As the immediate threat of COVID-19 recedes, the mismatch between Morrison’s nostalgic political strategy and the existential needs of our era has already started to create an abundance of opportunities that a functional opposition could exploit. But this is hardly an apt description of Anthony Albanese’s Labor Party.

According to Thomas Frank, the ALP was once so inspired by US progressive populism that its leaders considered calling themselves the People’s Party. Today, it’s hard to imagine a less populist approach than Labor’s. Under Adam Bandt, the Greens are much more impressive. But they are largely ignored in mainstream political discourse — and without a mass activist base, they will have difficulty making themselves heard.

And yet, the twin ecological and economic crises demand a new, transformative political project. There are two Australian precedents for this in the twentieth century: between the 1930s and 1940s, the defeat of Nazism and a resurgent labor movement, as well as the precedent of FDR’s New Deal, persuaded the Curtin and Chifley Labor governments to build a national economy and welfare state that shaped the next forty years. That paradigm was every bit as dominant as the neoliberal one inaugurated in the 1980s by Labor’s Bob Hawke.
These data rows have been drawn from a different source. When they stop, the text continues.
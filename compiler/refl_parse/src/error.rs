//! Fatal front-end errors.
//!
//! Anything reported here means no translation unit was produced.
//! Recoverable problems become [`Diagnostic`](crate::Diagnostic)s on the
//! unit instead.

use std::io;
use std::path::PathBuf;

use thiserror::Error;

/// Errors that prevent a translation unit from being built.
#[derive(Debug, Error)]
pub enum FrontendError {
    #[error("cannot read '{}': {source}", path.display())]
    Read {
        path: PathBuf,
        #[source]
        source: io::Error,
    },

    #[error("{}:{line}: unterminated block comment", path.display())]
    UnterminatedComment { path: PathBuf, line: u32 },

    #[error("{}:{line}: unterminated {what} literal", path.display())]
    UnterminatedLiteral {
        path: PathBuf,
        line: u32,
        what: &'static str,
    },

    #[error("{}:{line}: {message}", path.display())]
    UnbalancedConditional {
        path: PathBuf,
        line: u32,
        message: &'static str,
    },

    #[error("precompiled header '{}' is unusable: {reason}", path.display())]
    Pch { path: PathBuf, reason: String },

    #[error("cannot write '{}': {source}", path.display())]
    Write {
        path: PathBuf,
        #[source]
        source: io::Error,
    },
}

impl FrontendError {
    /// Path of the file the error is about.
    pub fn path(&self) -> &std::path::Path {
        match self {
            FrontendError::Read { path, .. }
            | FrontendError::UnterminatedComment { path, .. }
            | FrontendError::UnterminatedLiteral { path, .. }
            | FrontendError::UnbalancedConditional { path, .. }
            | FrontendError::Pch { path, .. }
            | FrontendError::Write { path, .. } => path,
        }
    }
}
John Howard consolidated neoliberalism in the 1990s, completing the subordination of our politics to business interests, with extractive capital firmly at the front. Far from being an antipodean GOP with a mini-Trump at the head, the Liberal Party and Morrison are remnants of that era. But that doesn’t mean the Liberals and their business backers will give way to a new one without a fight.